Computer Science

Real-Time Sign Language Recognition Based on Motion Gesture Identification Using Wireless Body Area Sensors

Publié le - Thomas S. Clary

Auteurs : Osman Salem, Philippe Ea, Ahmed Mehaoua, Raouf Boutaba

To improve the communication between deaf and hearing individuals using handheld devices, we propose a lightweight approach for the quick identification of words in American Sign Language (ASL). The main idea is to convert hand gestures of ASL into words displayed on the SmartPhone. We used two Myo armbands on both hands to acquire inertial data and muscular activities during movements. We paired the Myo with a smart screen (SmartPhone or tablet) that receives, aggregates, classifies the data, and translates the Myo signals into the corresponding ASL words, which is displayed as readable text (or voice) and can be understood by normal people who cannot understand ASL. Deaf uses sign language for everyday communication. Therefore, it would be interesting to assign and translate such gestures to text or speak in mobile applications. This will allow the mapping of these gestures to general input for interactive applications, as well as to establish a simultaneous interpretation system between spoken languages and sign language. To reduce processing complexity and memory usage in portable devices, we propose an aggregation technique on the acquired data to reduce the dimensionality.
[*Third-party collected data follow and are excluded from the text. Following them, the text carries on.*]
impl Moderator {
    pub(crate) async fn discussion_phase(&mut self) -> GameResult<()> {
        let day = self.game.current_day();
        self.game.announce(format!("Day {day} discussion begins."));
        self.publish(format!("Day {day} discussion begins"));

        for speaker in self.game.speaking_order() {
            if self.game.is_alive(speaker) {
                self.speak(speaker, DecisionKind::Statement).await?;
            }
        }
        Ok(())
    }

    /// Two-stage speech: private reasoning, then a public statement built on it.
    pub(crate) async fn speak(&mut self, speaker: CharacterId, kind: DecisionKind) -> GameResult<()> {
        let actor = Actor::of(self.character(speaker)?);
        let context = self.context_for(speaker)?;
        let day = self.game.current_day();
        let phase = self.game.phase();

        let thought_request =
            DecisionRequest::speech(DecisionKind::InnerThought, actor.clone(), context.clone());
        let thought = self.ask(&thought_request).await;
        let thought_text = thought.selection.text().unwrap_or_default().to_string();
        if let Some(c) = self.game.get_mut(speaker) {
            c.memory_mut().record_inner_thought(&thought_text, day, phase);
        }

        let summary = truncate_chars(&thought_text, self.config.inner_thought_summary_chars);
        let statement_request = DecisionRequest::speech(
            kind,
            actor.clone(),
            format!("{context}\nYour private reasoning: {summary}"),
        );
        let statement = self.ask(&statement_request).await;
        let text = match statement.selection {
            Selection::Text(text) => text,
            _ => fallback_line(&actor.name),
        };

        self.game.record(
            Source::Character {
                id: actor.id,
                name: actor.name.clone(),
            },
            &text,
            true,
            MessageType::PublicStatement,
            vec![thought.call_id, statement.call_id],
        );
        if let Some(c) = self.game.get_mut(speaker) {
            c.memory_mut().record_statement(&text, day, phase);
        }
        self.hear(speaker, &text);
        self.publish(format!("{}: {text}", actor.name));

        let voice = self.character(speaker)?.voice.clone();
        self.await_playback(&actor.name, actor.id, voice, text).await;
        Ok(())
    }

    /// Listeners observe a statement and update beliefs about whoever it names.
    fn hear(&mut self, speaker: CharacterId, statement: &str) {
        let speaker_name = self.game.name_of(speaker);
        let observation = format!("{speaker_name} said: {statement}");
        let belief = stance(statement);
        let others = self.game.characters().iter().filter(|c| c.id != speaker);
        let mentioned: Vec<(CharacterId, String)> =
            find_mentions(statement, others.clone().map(|c| c.name.as_str()))
                .into_iter()
                .filter_map(|(_, name)| others.clone().find(|c| c.name == name))
                .map(|c| (c.id, c.name.clone()))
                .collect();
        let listeners: Vec<CharacterId> = self
            .game
            .get_alive()
            .filter(|c| c.id != speaker)
            .map(|c| c.id)
            .collect();

        let day = self.game.current_day();
        let phase = self.game.phase();
        for listener in listeners {
            let Some(c) = self.game.get_mut(listener) else {
                continue;
            };
            let memory = c.memory_mut();
            memory.observe(&observation, day, phase);
            if let Some(belief) = belief {
                for (id, name) in &mentioned {
                    if *id != listener {
                        memory.update_belief(name, belief, SPEECH_CONFIDENCE, BeliefSource::Speech);
                    }
                }
            }
        }
    }

    /// Broadcast a statement and wait for its playback acknowledgment.
    async fn await_playback(
        &mut self,
        speaker: &str,
        character_id: CharacterId,
        voice: String,
        text: String,
    ) {
        let timeout = self.config.pacing.playback_timeout;
        if !self.is_current() {
            return;
        }
        if !timeout.is_zero() {
            self.playback.arm(speaker);
        }
        let delivered = self.emit(GameEvent::Speak {
            speaker: speaker.to_string(),
            character_id,
            voice,
            text,
        });
        if delivered && !timeout.is_zero() {
            let gate = self.playback.clone();
            gate.wait_for(speaker, timeout).await;
        }
    }

    pub(crate) async fn vote_phase(&mut self) -> GameResult<()> {
        self.game.votes.clear();
        self.game.revotes.clear();
        self.game.pk_candidates.clear();

        let voters: Vec<CharacterId> = self.game.get_alive().map(|c| c.id).collect();
        if voters.len() <= 2 {
            self.game
                .announce("Too few players remain. The vote is skipped.");
            self.publish("Vote skipped");
            return Ok(());
        }
        self.game.announce("Voting begins.");
        self.publish("Voting begins");

        for voter in &voters {
            let choices: Vec<Choice> = voters
                .iter()
                .filter(|id| *id != voter)
                .map(|id| self.character(*id).map(Choice::of))
                .collect::<GameResult<_>>()?;
            let target = self.cast_vote(*voter, DecisionKind::Vote, choices).await?;
            *self.game.votes.entry(target).or_default() += 1;
        }

        let tally = self.game.votes.clone();
        self.announce_tally("Vote results", &tally);

        match leaders(&tally).as_slice() {
            [] => Ok(()),
            [executed] => self.execute(*executed).await,
            tied => {
                self.game.pk_candidates = tied.iter().copied().collect();
                let names: Vec<String> = tied.iter().map(|id| self.game.name_of(*id)).collect();
                let message = format!("The vote is tied between {}. PK round.", names.join(", "));
                self.game.announce(&message);
                self.publish(message);
                Ok(())
            }
        }
    }

    /// Ask one voter, apply the teammate-vote policy, and record the vote publicly.
    async fn cast_vote(
        &mut self,
        voter: CharacterId,
        kind: DecisionKind,
        choices: Vec<Choice>,
    ) -> GameResult<CharacterId> {
        let request = DecisionRequest::target(
            kind,
            Actor::of(self.character(voter)?),
            self.context_for(voter)?,
            choices,
        );
        let resolved = self.ask(&request).await;
        let chosen = resolved
            .selection
            .target()
            .ok_or_else(|| GameError::invariant(format!("{kind} without a target")))?;
        let target = self.redirect_teammate_vote(&request, chosen)?;

        let message = format!("{} votes for {}", request.actor.name, self.game.name_of(target));
        self.game.record(
            Source::Character {
                id: voter,
                name: request.actor.name.clone(),
            },
            &message,
            true,
            MessageType::Action,
            vec![resolved.call_id],
        );

        let applied = Selection::Target(target);
        if target == chosen {
            self.remember(&request, &applied, resolved.rationale.clone(), &resolved)?;
            self.explain(&request, &applied, &resolved).await;
        } else {
            self.remember(&request, &applied, None, &resolved)?;
        }
        Ok(target)
    }

    /// Werewolves voting for a teammate may be moved onto a non-werewolf.
    fn redirect_teammate_vote(
        &mut self,
        request: &DecisionRequest,
        chosen: CharacterId,
    ) -> GameResult<CharacterId> {
        let voter_is_wolf = request.actor.role == Some(Role::Werewolf);
        if !voter_is_wolf || !self.character(chosen)?.is_werewolf() {
            return Ok(chosen);
        }
        let p = self.config.policy.werewolf_teammate_vote_redirect_probability;
        if !self.rng.gen_bool(p) {
            return Ok(chosen);
        }

        let good: Vec<CharacterId> = request
            .choices
            .iter()
            .filter(|c| self.game.get(c.id).is_some_and(|c| !c.is_werewolf()))
            .map(|c| c.id)
            .collect();
        match good.choose(&mut self.rng) {
            Some(target) => {
                info!(
                    voter = %request.actor.name,
                    from = %self.game.name_of(chosen),
                    to = %self.game.name_of(*target),
                    "Werewolf vote redirected away from a teammate"
                );
                Ok(*target)
            }
            None => Ok(chosen),
        }
    }

    pub(crate) async fn pk_phase(&mut self) -> GameResult<()> {
        let candidates = self.pk_order();
        let names: Vec<String> = candidates.iter().map(|id| self.game.name_of(*id)).collect();
        self.game
            .announce(format!("PK defense: {}", names.join(", ")));
        self.publish("PK defense begins");

        for candidate in candidates {
            if self.game.is_alive(candidate) {
                self.speak(candidate, DecisionKind::Defense).await?;
            }
        }
        Ok(())
    }

    pub(crate) async fn revote_phase(&mut self) -> GameResult<()> {
        self.game.revotes.clear();
        let candidates: Vec<CharacterId> = self
            .pk_order()
            .into_iter()
            .filter(|id| self.game.is_alive(*id))
            .collect();
        if candidates.is_empty() {
            self.game.pk_candidates.clear();
            return Ok(());
        }
        let voters: Vec<CharacterId> = self
            .game
            .get_alive()
            .filter(|c| !candidates.contains(&c.id))
            .map(|c| c.id)
            .collect();

        let executed = if voters.is_empty() {
            let chosen = candidates
                .choose(&mut self.rng)
                .copied()
                .ok_or_else(|| GameError::invariant("no PK candidate to execute"))?;
            self.game.announce(format!(
                "Nobody is left to revote. {} is chosen by lot.",
                self.game.name_of(chosen)
            ));
            chosen
        } else {
            self.game.announce("Revote begins among the PK candidates.");
            self.publish("Revote begins");
            let choices: Vec<Choice> = candidates
                .iter()
                .map(|id| self.character(*id).map(Choice::of))
                .collect::<GameResult<_>>()?;
            for voter in &voters {
                let target = self
                    .cast_vote(*voter, DecisionKind::Revote, choices.clone())
                    .await?;
                *self.game.revotes.entry(target).or_default() += 1;
            }

            let tally = self.game.revotes.clone();
            self.announce_tally("Revote results", &tally);
            let tied = leaders(&tally);
            if tied.len() > 1 {
                warn!(tied = tied.len(), "Revote tied again, drawing lots");
            }
            let chosen = self
                .plurality(&tally)
                .ok_or_else(|| GameError::invariant("revote produced no result"))?;
            if tied.len() > 1 {
                self.game.announce(format!(
                    "The revote is tied again. {} is chosen by lot.",
                    self.game.name_of(chosen)
                ));
            }
            chosen
        };

        self.execute(executed).await?;
        self.game.pk_candidates.clear();
        self.game.revotes.clear();
        Ok(())
    }

    /// PK candidates in roster order.
    fn pk_order(&self) -> Vec<CharacterId> {
        self.game
            .characters()
            .iter()
            .map(|c| c.id)
            .filter(|id| self.game.pk_candidates.contains(id))
            .collect()
    }

    fn announce_tally(&mut self, title: &str, tally: &BTreeMap<CharacterId, usize>) {
        let parts: Vec<String> = tally
            .iter()
            .map(|(id, count)| format!("{} {count}", self.game.name_of(*id)))
            .collect();
        let message = format!("{title}: {}", parts.join(", "));
        self.game.announce(&message);
        self.observe_all(&message);
        self.publish(message);
    }

    /// Execute a character. An executed hunter shoots if the game goes on.
    async fn execute(&mut self, id: CharacterId) -> GameResult<()> {
        let name = self.game.name_of(id);
        self.game.eliminate(id)?;
        let message = format!("{name} was executed");
        info!(day = self.game.current_day(), executed = %name, "Execution");
        self.game.announce(&message);
        self.observe_all(&message);
        self.publish(message);

        if self.character(id)?.is(Role::Hunter) && self.game.winner().is_none() {
            self.hunter_shot(id).await?;
        }
        Ok(())
    }

    async fn hunter_shot(&mut self, hunter: CharacterId) -> GameResult<()> {
        let choices: Vec<Choice> = self.game.get_alive().map(Choice::of).collect();
        if choices.is_empty() {
            return Ok(());
        }
        let request = DecisionRequest::target(
            DecisionKind::Shoot,
            Actor::of(self.character(hunter)?),
            self.context_for(hunter)?,
            choices,
        );
        let resolved = self.ask(&request).await;
        let target = resolved
            .selection
            .target()
            .ok_or_else(|| GameError::invariant("hunter shot without a target"))?;

        let message = format!(
            "{} the hunter shot {}",
            request.actor.name,
            self.game.name_of(target)
        );
        self.game.eliminate(target)?;
        self.game.record(
            Source::Character {
                id: hunter,
                name: request.actor.name.clone(),
            },
            &message,
            true,
            MessageType::Action,
            vec![resolved.call_id],
        );
        info!(day = self.game.current_day(), %message, "Hunter shot");
        self.observe_all(&message);
        self.remember(
            &request,
            &resolved.selection,
            resolved.rationale.clone(),
            &resolved,
        )?;
        self.publish(message);
        Ok(())
    }
}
The extracted features from the aggregated data were then fed into several classifiers, namely Support Vector Machine (SVM), Random Forest (RF), and Decision Tree (DT) to identify the associated word. Our experimental results demonstrate that our data aggregation approach significantly reduces the processing time with similar recognition accuracy compared to SVM, RF, and DT classifiers without aggregation. The conducted experiments and the performance analysis reveal that our proposed approach achieves faster processing times when compared to existing works and has a recognition accuracy of 98%.